Source data Start Marker

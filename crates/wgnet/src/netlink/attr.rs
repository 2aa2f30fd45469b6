//! TLV attributes, shared by `rtattr` and `nlattr`.

use zerocopy::{FromBytes, Immutable, IntoBytes, KnownLayout};

use super::error::{Error, Result};
use super::message::ref_prefix;

pub const NLA_ALIGNTO: usize = 4;

#[inline]
pub const fn nla_align(len: usize) -> usize {
    (len + NLA_ALIGNTO - 1) & !(NLA_ALIGNTO - 1)
}

pub const NLA_HDRLEN: usize = 4;

/// Attribute header. `nla_len` counts the header but not trailing padding.
#[repr(C)]
#[derive(Debug, Clone, Copy, Default, FromBytes, IntoBytes, Immutable, KnownLayout)]
pub struct NlAttr {
    pub nla_len: u16,
    pub nla_type: u16,
}

pub const NLA_F_NESTED: u16 = 1 << 15;
pub const NLA_F_NET_BYTEORDER: u16 = 1 << 14;
pub const NLA_TYPE_MASK: u16 = !(NLA_F_NESTED | NLA_F_NET_BYTEORDER);

impl NlAttr {
    /// `nla_type` with the flag bits masked off.
    pub fn kind(&self) -> u16 {
        self.nla_type & NLA_TYPE_MASK
    }

    pub fn as_bytes(&self) -> &[u8] {
        IntoBytes::as_bytes(self)
    }

    pub fn from_bytes(data: &[u8]) -> Result<&Self> {
        ref_prefix(data)
    }
}

/// Iterator over netlink attributes in a buffer.
///
/// Yields `(type, payload)` with the nested/byteorder flags masked off.
/// Iteration ends at the first malformed header.
pub struct AttrIter<'a> {
    data: &'a [u8],
}

impl<'a> AttrIter<'a> {
    pub fn new(data: &'a [u8]) -> Self {
        Self { data }
    }
}

impl<'a> Iterator for AttrIter<'a> {
    type Item = (u16, &'a [u8]);

    fn next(&mut self) -> Option<Self::Item> {
        let data = std::mem::take(&mut self.data);
        let attr = NlAttr::from_bytes(data).ok()?;
        let len = usize::from(attr.nla_len);
        let payload = data.get(NLA_HDRLEN..len)?;

        self.data = data.get(nla_align(len)..).unwrap_or_default();
        Some((attr.kind(), payload))
    }
}

/// Typed readers for attribute payloads.
pub mod get {
    use super::*;

    fn array<const N: usize>(data: &[u8], what: &str) -> Result<[u8; N]> {
        data.get(..N)
            .and_then(|s| <[u8; N]>::try_from(s).ok())
            .ok_or_else(|| Error::InvalidAttribute(format!("truncated {} attribute", what)))
    }

    pub fn u8(data: &[u8]) -> Result<u8> {
        data.first()
            .copied()
            .ok_or_else(|| Error::InvalidAttribute("empty u8 attribute".into()))
    }

    pub fn u16_ne(data: &[u8]) -> Result<u16> {
        array(data, "u16").map(u16::from_ne_bytes)
    }

    pub fn u32_ne(data: &[u8]) -> Result<u32> {
        array(data, "u32").map(u32::from_ne_bytes)
    }

    pub fn u64_ne(data: &[u8]) -> Result<u64> {
        array(data, "u64").map(u64::from_ne_bytes)
    }

    /// Extract a fixed 32-byte key.
    pub fn key(data: &[u8]) -> Result<[u8; 32]> {
        array(data, "key")
    }

    /// Extract a null-terminated string.
    pub fn string(data: &[u8]) -> Result<&str> {
        let len = data.iter().position(|&b| b == 0).unwrap_or(data.len());
        std::str::from_utf8(&data[..len])
            .map_err(|e| Error::InvalidAttribute(format!("invalid UTF-8: {}", e)))
    }
}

Source data End Marker

Your assignment = Look through the records above and please copy every line in which the string "header" occurs.

Answer box =
/// Attribute header. `nla_len` counts the header but not trailing padding.
/// Iteration ends at the first malformed header.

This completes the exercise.